Je ne vois pas pourquoi l'un n'irait pas sans l'autre ?! D'ailleurs, l'enseignement de la musique et du chant est obligatoire au primaire avec des périodes qui sont prévues dans la grille horaire officielle. Dès lors, il n'y a aucune raison pour que l'hymne national n'y figure pas parmi d'autres chants. A moins que, bien sûr, vous n'adhériez pas aux propos de cette journaliste française que vous reconnaîtrez aisément:
"De l'enseignement de notre histoire et de nos "mythes"
Se souvenir,parce qu’un pays qui n’a pas de passé construit difficilement son avenir, et que les mythes sont ce qui nous rassemble et nous habite, voilà qui est louable.
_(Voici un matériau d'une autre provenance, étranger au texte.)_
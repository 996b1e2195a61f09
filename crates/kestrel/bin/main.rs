mod cli;

use clap::Parser;
use cli::Cli;

fn main() {
    if let Err(err) = Cli::parse().run() {
        eprintln!("Error: {err:?}");
        std::process::exit(1);
    }
}
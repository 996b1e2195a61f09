//! Message router.
//!
//! [`CosmosMsg`] is the closed set of messages this client can place in a transaction body.
//! Each variant knows its protobuf type URL, its legacy amino name, how to pack itself into an
//! [`Any`] and which addresses must sign it. Supporting a new on-chain message means adding a
//! variant; existing entries never change.

use cosmrs::{
    proto::{
        cosmos::{
            bank::v1beta1 as bank,
            base::v1beta1::Coin as ProtoCoin,
            crisis::v1beta1 as crisis,
            distribution::v1beta1 as distribution,
            feegrant::v1beta1 as feegrant,
            gov::v1beta1 as gov,
            slashing::v1beta1 as slashing,
            staking::v1beta1 as staking,
        },
        cosmwasm::wasm::v1 as wasm,
        prost::Message,
    },
    AccountId, Any,
};
use kestrel_primitives::{
    numeric::{parse_amount, split_denom},
    Error, Result,
};
use serde::{Deserialize, Serialize};
use serde_json::Value;
use serde_with::{serde_as, DisplayFromStr};

#[derive(Clone, Debug, PartialEq, Eq, Serialize, Deserialize)]
pub struct Coin {
    pub denom: String,
    pub amount: String,
}

impl Coin {
    pub fn new(denom: impl Into<String>, amount: impl ToString) -> Self {
        Self {
            denom: denom.into(),
            amount: amount.to_string(),
        }
    }

    /// Parse `"100axpriv"`.
    pub fn parse(coin: &str) -> Result<Self> {
        let (_, denom) = split_denom(coin);
        if denom.is_empty() {
            return Err(Error::parse("coin", format!("{coin:?} has no denomination")));
        }
        let amount = parse_amount("coin", coin)?;
        Ok(Self::new(denom, amount))
    }

    pub(crate) fn to_proto(&self) -> ProtoCoin {
        ProtoCoin {
            denom: self.denom.clone(),
            amount: self.amount.clone(),
        }
    }

    pub(crate) fn from_proto(coin: ProtoCoin) -> Self {
        Self {
            denom: coin.denom,
            amount: coin.amount,
        }
    }
}

fn coins_to_proto(coins: &[Coin]) -> Vec<ProtoCoin> {
    coins.iter().map(Coin::to_proto).collect()
}

fn coins_from_proto(coins: Vec<ProtoCoin>) -> Vec<Coin> {
    coins.into_iter().map(Coin::from_proto).collect()
}

fn required_coin(what: &str, coin: Option<ProtoCoin>) -> Result<Coin> {
    coin.map(Coin::from_proto)
        .ok_or_else(|| Error::parse(what, "amount is missing"))
}

#[derive(Clone, Debug, PartialEq, Eq, Serialize, Deserialize)]
pub struct MsgSend {
    pub from_address: String,
    pub to_address: String,
    pub amount: Vec<Coin>,
}

#[derive(Clone, Debug, PartialEq, Eq, Serialize, Deserialize)]
pub struct MsgDelegate {
    pub delegator_address: String,
    pub validator_address: String,
    pub amount: Coin,
}

#[derive(Clone, Debug, PartialEq, Eq, Serialize, Deserialize)]
pub struct MsgUndelegate {
    pub delegator_address: String,
    pub validator_address: String,
    pub amount: Coin,
}

#[derive(Clone, Debug, PartialEq, Eq, Serialize, Deserialize)]
pub struct MsgBeginRedelegate {
    pub delegator_address: String,
    pub validator_src_address: String,
    pub validator_dst_address: String,
    pub amount: Coin,
}

#[derive(Clone, Debug, PartialEq, Eq, Serialize, Deserialize)]
pub struct MsgWithdrawDelegatorReward {
    pub delegator_address: String,
    pub validator_address: String,
}

#[derive(Clone, Debug, PartialEq, Eq, Serialize, Deserialize)]
pub struct MsgSetWithdrawAddress {
    pub delegator_address: String,
    pub withdraw_address: String,
}

#[derive(Clone, Debug, PartialEq, Eq, Serialize, Deserialize)]
pub struct MsgFundCommunityPool {
    pub amount: Vec<Coin>,
    pub depositor: String,
}

#[derive(Clone, Copy, Debug, PartialEq, Eq, Serialize, Deserialize)]
pub enum VoteOption {
    #[serde(rename = "VOTE_OPTION_YES")]
    Yes,
    #[serde(rename = "VOTE_OPTION_ABSTAIN")]
    Abstain,
    #[serde(rename = "VOTE_OPTION_NO")]
    No,
    #[serde(rename = "VOTE_OPTION_NO_WITH_VETO")]
    NoWithVeto,
}

impl VoteOption {
    fn as_i32(self) -> i32 {
        match self {
            VoteOption::Yes => 1,
            VoteOption::Abstain => 2,
            VoteOption::No => 3,
            VoteOption::NoWithVeto => 4,
        }
    }

    fn from_i32(option: i32) -> Result<Self> {
        match option {
            1 => Ok(VoteOption::Yes),
            2 => Ok(VoteOption::Abstain),
            3 => Ok(VoteOption::No),
            4 => Ok(VoteOption::NoWithVeto),
            other => Err(Error::parse("vote option", format!("unknown option {other}"))),
        }
    }
}

#[serde_as]
#[derive(Clone, Debug, PartialEq, Eq, Serialize, Deserialize)]
pub struct MsgVote {
    #[serde_as(as = "DisplayFromStr")]
    pub proposal_id: u64,
    pub voter: String,
    pub option: VoteOption,
}

#[serde_as]
#[derive(Clone, Debug, PartialEq, Eq, Serialize, Deserialize)]
pub struct MsgDeposit {
    #[serde_as(as = "DisplayFromStr")]
    pub proposal_id: u64,
    pub depositor: String,
    pub amount: Vec<Coin>,
}

#[derive(Clone, Debug, PartialEq, Eq, Serialize, Deserialize)]
pub struct MsgUnjail {
    pub validator_addr: String,
}

#[derive(Clone, Debug, PartialEq, Eq, Serialize, Deserialize)]
pub struct MsgVerifyInvariant {
    pub sender: String,
    pub invariant_module_name: String,
    pub invariant_route: String,
}

#[derive(Clone, Debug, PartialEq, Eq, Serialize, Deserialize)]
pub struct MsgRevokeAllowance {
    pub granter: String,
    pub grantee: String,
}

/// `msg` is the contract's JSON payload; on the wire it is the compact JSON encoding.
#[derive(Clone, Debug, PartialEq, Eq, Serialize, Deserialize)]
pub struct MsgExecuteContract {
    pub sender: String,
    pub contract: String,
    pub msg: Value,
    #[serde(default)]
    pub funds: Vec<Coin>,
}

#[serde_as]
#[derive(Clone, Debug, PartialEq, Eq, Serialize, Deserialize)]
pub struct MsgMigrateContract {
    pub sender: String,
    pub contract: String,
    #[serde_as(as = "DisplayFromStr")]
    pub code_id: u64,
    pub msg: Value,
}

#[derive(Clone, Debug, PartialEq, Eq, Serialize, Deserialize)]
pub struct MsgUpdateAdmin {
    pub sender: String,
    pub new_admin: String,
    pub contract: String,
}

#[derive(Clone, Debug, PartialEq, Eq, Serialize, Deserialize)]
pub struct MsgClearAdmin {
    pub sender: String,
    pub contract: String,
}

/// A message that can be embedded in a transaction body.
#[derive(Clone, Debug, PartialEq, Eq, Serialize, Deserialize)]
#[serde(tag = "@type")]
pub enum CosmosMsg {
    #[serde(rename = "/cosmos.bank.v1beta1.MsgSend")]
    BankSend(MsgSend),
    #[serde(rename = "/cosmos.staking.v1beta1.MsgDelegate")]
    StakingDelegate(MsgDelegate),
    #[serde(rename = "/cosmos.staking.v1beta1.MsgUndelegate")]
    StakingUndelegate(MsgUndelegate),
    #[serde(rename = "/cosmos.staking.v1beta1.MsgBeginRedelegate")]
    StakingRedelegate(MsgBeginRedelegate),
    #[serde(rename = "/cosmos.distribution.v1beta1.MsgWithdrawDelegatorReward")]
    DistributionWithdrawRewards(MsgWithdrawDelegatorReward),
    #[serde(rename = "/cosmos.distribution.v1beta1.MsgSetWithdrawAddress")]
    DistributionSetWithdrawAddress(MsgSetWithdrawAddress),
    #[serde(rename = "/cosmos.distribution.v1beta1.MsgFundCommunityPool")]
    DistributionFundCommunityPool(MsgFundCommunityPool),
    #[serde(rename = "/cosmos.gov.v1beta1.MsgVote")]
    GovVote(MsgVote),
    #[serde(rename = "/cosmos.gov.v1beta1.MsgDeposit")]
    GovDeposit(MsgDeposit),
    #[serde(rename = "/cosmos.slashing.v1beta1.MsgUnjail")]
    SlashingUnjail(MsgUnjail),
    #[serde(rename = "/cosmos.feegrant.v1beta1.MsgRevokeAllowance")]
    FeegrantRevokeAllowance(MsgRevokeAllowance),
    #[serde(rename = "/cosmwasm.wasm.v1.MsgExecuteContract")]
    WasmExecute(MsgExecuteContract),
    #[serde(rename = "/cosmwasm.wasm.v1.MsgMigrateContract")]
    WasmMigrate(MsgMigrateContract),
    #[serde(rename = "/cosmwasm.wasm.v1.MsgUpdateAdmin")]
    WasmUpdateAdmin(MsgUpdateAdmin),
    #[serde(rename = "/cosmwasm.wasm.v1.MsgClearAdmin")]
    WasmClearAdmin(MsgClearAdmin),
    #[serde(rename = "/cosmos.crisis.v1beta1.MsgVerifyInvariant")]
    CrisisVerifyInvariant(MsgVerifyInvariant),
}
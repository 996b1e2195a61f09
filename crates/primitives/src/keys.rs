use std::fmt;

use alloy_primitives::keccak256;
use cosmrs::AccountId;
use ripemd::Ripemd160;
use secp256k1::{ecdsa::Signature, Message, SecretKey, SECP256K1};
use serde::{Deserialize, Serialize};
use sha2::{Digest, Sha256};
use strum::{Display, EnumString, IntoStaticStr};
use zeroize::Zeroizing;

use crate::{
    consts::{
        ETH_SECP256K1_AMINO_NAME, ETH_SECP256K1_PUBKEY_TYPE_URL, SECP256K1_AMINO_NAME,
        SECP256K1_PUBKEY_TYPE_URL,
    },
    error::{Error, Result},
};

/// Signature scheme of an account key.
#[derive(
    Clone,
    Copy,
    Debug,
    Default,
    PartialEq,
    Eq,
    Hash,
    Serialize,
    Deserialize,
    Display,
    EnumString,
    IntoStaticStr,
)]
pub enum KeyAlgo {
    /// Cosmos secp256k1: sha256 digests, ripemd160 addresses.
    #[serde(rename = "secp256k1")]
    #[strum(serialize = "secp256k1")]
    Secp256k1,
    /// Ethermint secp256k1: keccak256 digests, Ethereum addresses.
    #[default]
    #[serde(rename = "eth_secp256k1")]
    #[strum(serialize = "eth_secp256k1")]
    EthSecp256k1,
}

impl KeyAlgo {
    pub fn pubkey_type_url(&self) -> &'static str {
        match self {
            KeyAlgo::Secp256k1 => SECP256K1_PUBKEY_TYPE_URL,
            KeyAlgo::EthSecp256k1 => ETH_SECP256K1_PUBKEY_TYPE_URL,
        }
    }

    pub fn from_pubkey_type_url(type_url: &str) -> Option<Self> {
        match type_url {
            SECP256K1_PUBKEY_TYPE_URL => Some(KeyAlgo::Secp256k1),
            ETH_SECP256K1_PUBKEY_TYPE_URL => Some(KeyAlgo::EthSecp256k1),
            _ => None,
        }
    }

    pub fn amino_name(&self) -> &'static str {
        match self {
            KeyAlgo::Secp256k1 => SECP256K1_AMINO_NAME,
            KeyAlgo::EthSecp256k1 => ETH_SECP256K1_AMINO_NAME,
        }
    }

    pub fn from_amino_name(name: &str) -> Option<Self> {
        match name {
            SECP256K1_AMINO_NAME => Some(KeyAlgo::Secp256k1),
            ETH_SECP256K1_AMINO_NAME => Some(KeyAlgo::EthSecp256k1),
            _ => None,
        }
    }

    fn digest(&self, payload: &[u8]) -> Message {
        let digest: [u8; 32] = match self {
            KeyAlgo::Secp256k1 => Sha256::digest(payload).into(),
            KeyAlgo::EthSecp256k1 => keccak256(payload).0,
        };
        Message::from_digest(digest)
    }
}

/// A secp256k1 account key. The secret is erased on drop.
pub struct PrivateKey {
    algo: KeyAlgo,
    secret: SecretKey,
}

impl PrivateKey {
    pub fn from_slice(algo: KeyAlgo, bytes: &[u8]) -> Result<Self> {
        let secret = SecretKey::from_slice(bytes).map_err(|e| Error::parse("private key", e))?;
        Ok(Self { algo, secret })
    }

    /// Parse a hex-encoded key, with or without a `0x` prefix.
    pub fn from_hex(algo: KeyAlgo, hex_key: &str) -> Result<Self> {
        let hex_key = hex_key.trim();
        let hex_key = hex_key.strip_prefix("0x").unwrap_or(hex_key);
        let bytes = Zeroizing::new(
            hex::decode(hex_key).map_err(|e| Error::parse("private key hex", e))?,
        );
        Self::from_slice(algo, &bytes)
    }

    pub fn algo(&self) -> KeyAlgo {
        self.algo
    }

    pub fn secret_bytes(&self) -> Zeroizing<[u8; 32]> {
        Zeroizing::new(self.secret.secret_bytes())
    }

    pub fn public_key(&self) -> PublicKey {
        PublicKey {
            algo: self.algo,
            key: secp256k1::PublicKey::from_secret_key(SECP256K1, &self.secret),
        }
    }

    /// Sign `payload` under the key's digest rule.
    ///
    /// `secp256k1` keys return the 64-byte compact `r || s`; `eth_secp256k1` keys append the
    /// recovery id as a 65th byte.
    pub fn sign(&self, payload: &[u8]) -> Vec<u8> {
        let msg = self.algo.digest(payload);
        match self.algo {
            KeyAlgo::Secp256k1 => SECP256K1
                .sign_ecdsa(&msg, &self.secret)
                .serialize_compact()
                .to_vec(),
            KeyAlgo::EthSecp256k1 => {
                let (recovery_id, rs) = SECP256K1
                    .sign_ecdsa_recoverable(&msg, &self.secret)
                    .serialize_compact();
                let mut sig = rs.to_vec();
                sig.push(recovery_id.to_i32() as u8);
                sig
            }
        }
    }
}

impl Drop for PrivateKey {
    fn drop(&mut self) {
        self.secret.non_secure_erase();
    }
}

impl Clone for PrivateKey {
    fn clone(&self) -> Self {
        Self {
            algo: self.algo,
            secret: self.secret,
        }
    }
}

impl fmt::Debug for PrivateKey {
    fn fmt(&self, f: &mut fmt::Formatter<'_>) -> fmt::Result {
        f.debug_struct("PrivateKey")
            .field("algo", &self.algo)
            .field("public_key", &self.public_key())
            .finish()
    }
}

#[derive(Clone, Copy, PartialEq, Eq, Hash)]
pub struct PublicKey {
    algo: KeyAlgo,
    key: secp256k1::PublicKey,
}

impl PublicKey {
    /// Accepts the 33-byte compressed or 65-byte uncompressed SEC1 encoding.
    pub fn from_slice(algo: KeyAlgo, bytes: &[u8]) -> Result<Self> {
        let key =
            secp256k1::PublicKey::from_slice(bytes).map_err(|e| Error::parse("public key", e))?;
        Ok(Self { algo, key })
    }

    pub fn algo(&self) -> KeyAlgo {
        self.algo
    }

    /// Compressed SEC1 encoding.
    pub fn to_bytes(&self) -> [u8; 33] {
        self.key.serialize()
    }

    pub fn type_url(&self) -> &'static str {
        self.algo.pubkey_type_url()
    }

    pub fn address(&self) -> [u8; 20] {
        match self.algo {
            KeyAlgo::Secp256k1 => {
                let sha = Sha256::digest(self.key.serialize());
                Ripemd160::digest(sha).into()
            }
            KeyAlgo::EthSecp256k1 => {
                let uncompressed = self.key.serialize_uncompressed();
                let hash = keccak256(&uncompressed[1..]);
                let mut address = [0u8; 20];
                address.copy_from_slice(&hash[12..]);
                address
            }
        }
    }

    pub fn account_id(&self, prefix: &str) -> Result<AccountId> {
        AccountId::new(prefix, &self.address()).map_err(|e| Error::parse("account address", e))
    }

    /// Verify a signature produced by [`PrivateKey::sign`] for the same algorithm.
    pub fn verify(&self, payload: &[u8], signature: &[u8]) -> bool {
        let rs = match (self.algo, signature.len()) {
            (KeyAlgo::Secp256k1, 64) => signature,
            (KeyAlgo::EthSecp256k1, 64 | 65) => &signature[..64],
            _ => return false,
        };
        let Ok(sig) = Signature::from_compact(rs) else {
            return false;
        };
        SECP256K1
            .verify_ecdsa(&self.algo.digest(payload), &sig, &self.key)
            .is_ok()
    }
}

impl fmt::Debug for PublicKey {
    fn fmt(&self, f: &mut fmt::Formatter<'_>) -> fmt::Result {
        write!(f, "PublicKey({}, 0x{})", self.algo, hex::encode(self.to_bytes()))
    }
}

#[cfg(test)]
mod tests {
    use super::*;

    const KEY_ONE: &str = "0x0000000000000000000000000000000000000000000000000000000000000001";

    #[test]
    fn algo_names() {
        assert_eq!(KeyAlgo::default(), KeyAlgo::EthSecp256k1);
        assert_eq!("eth_secp256k1".parse::<KeyAlgo>().unwrap(), KeyAlgo::EthSecp256k1);
        assert_eq!(KeyAlgo::Secp256k1.to_string(), "secp256k1");
        assert_eq!(
            KeyAlgo::from_pubkey_type_url("/ethermint.crypto.v1.ethsecp256k1.PubKey"),
            Some(KeyAlgo::EthSecp256k1)
        );
    }

    #[test]
    fn cosmos_address_is_hash160() {
        let key = PrivateKey::from_hex(KeyAlgo::Secp256k1, KEY_ONE).unwrap();
        assert_eq!(
            hex::encode(key.public_key().address()),
            "751e76e8199196d454941c45d1b3a323f1433bd6"
        );
    }

    #[test]
    fn eth_address_is_keccak_tail() {
        let key = PrivateKey::from_hex(KeyAlgo::EthSecp256k1, KEY_ONE).unwrap();
        assert_eq!(
            hex::encode(key.public_key().address()),
            "7e5f4552091a69125d5dfcb7b8c2659029395bdf"
        );
    }

    #[test]
    fn sign_and_verify() {
        for algo in [KeyAlgo::Secp256k1, KeyAlgo::EthSecp256k1] {
            let key = PrivateKey::from_hex(algo, KEY_ONE).unwrap();
            let sig = key.sign(b"payload");
            let expected_len = if algo == KeyAlgo::Secp256k1 { 64 } else { 65 };
            assert_eq!(sig.len(), expected_len);
            assert!(key.public_key().verify(b"payload", &sig));
            assert!(!key.public_key().verify(b"other payload", &sig));
        }
    }

    #[test]
    fn signatures_are_deterministic() {
        let key = PrivateKey::from_hex(KeyAlgo::Secp256k1, KEY_ONE).unwrap();
        assert_eq!(key.sign(b"payload"), key.sign(b"payload"));
    }

    #[test]
    fn verification_is_bound_to_the_key() {
        let one = PrivateKey::from_hex(KeyAlgo::Secp256k1, KEY_ONE).unwrap();
        let two = PrivateKey::from_slice(KeyAlgo::Secp256k1, &[2u8; 32]).unwrap();
        let sig = one.sign(b"payload");
        assert!(!two.public_key().verify(b"payload", &sig));
    }

    #[test]
    fn rejects_malformed_keys() {
        assert!(PrivateKey::from_hex(KeyAlgo::Secp256k1, "zz").is_err());
        assert!(PrivateKey::from_slice(KeyAlgo::Secp256k1, &[0u8; 32]).is_err());
        assert!(PublicKey::from_slice(KeyAlgo::Secp256k1, &[1u8; 33]).is_err());
    }

    #[test]
    fn bech32_account() {
        let key = PrivateKey::from_hex(KeyAlgo::EthSecp256k1, KEY_ONE).unwrap();
        let account = key.public_key().account_id("xpla").unwrap();
        assert!(account.to_string().starts_with("xpla1"));
        assert_eq!(account.to_bytes(), key.public_key().address().to_vec());
    }
}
Mais le serait encore plus la décision de réinvestir ces mythes, à l’école comme dans l’ensemble de l’espace public, plutôt que de les abandonner et de s’étonner ensuite que d’autres s’en saisissent.
Il serait appréciable que la redéfinition d’un roman national qui ne soit pas, certes, le récit simpliste d’autrefois, mais qui nous nourrisse à nouveau de nos épopées communes, soit une des missions d’une institution scolaire qui arrêterait de se gargariser de mots grandiloquents et s’attèlerait à structurer l’esprit des enfants pour préparer leur émancipation future. Les réformes de structure qui transforment depuis plusieurs années l’école républicaine, et que le consensus des penseurs de l’éducation, chantres des compétences et de l’employabilité, rendent inéluctables, semblent furieusement l’ignorer. La constitution d’une communauté nationale apaisée et sûre d’elle -même est le cadet de leurs soucis.
...L'horizon de la vie de ces jeunes gens, c'est leur nombril. Sa raison d'être, c'est la satisfaction de leurs envies les plus dérisoires, nouveau portable ou shopping entre filles.
...la curiosité d'esprit qui pousse à s'intéresser à ce que firent les êtres humains qui nous ont précédés ne les effleure pas. Rien d'étonnant quand on leur donne pour modèle Kate Moss ou Beyoncé.
Toute notre société aboutit donc à ce que nous produisions une jeunesse hors sol - comme on produit des tomates - sans le moindre lien avec la civilisation qui l'a précédée".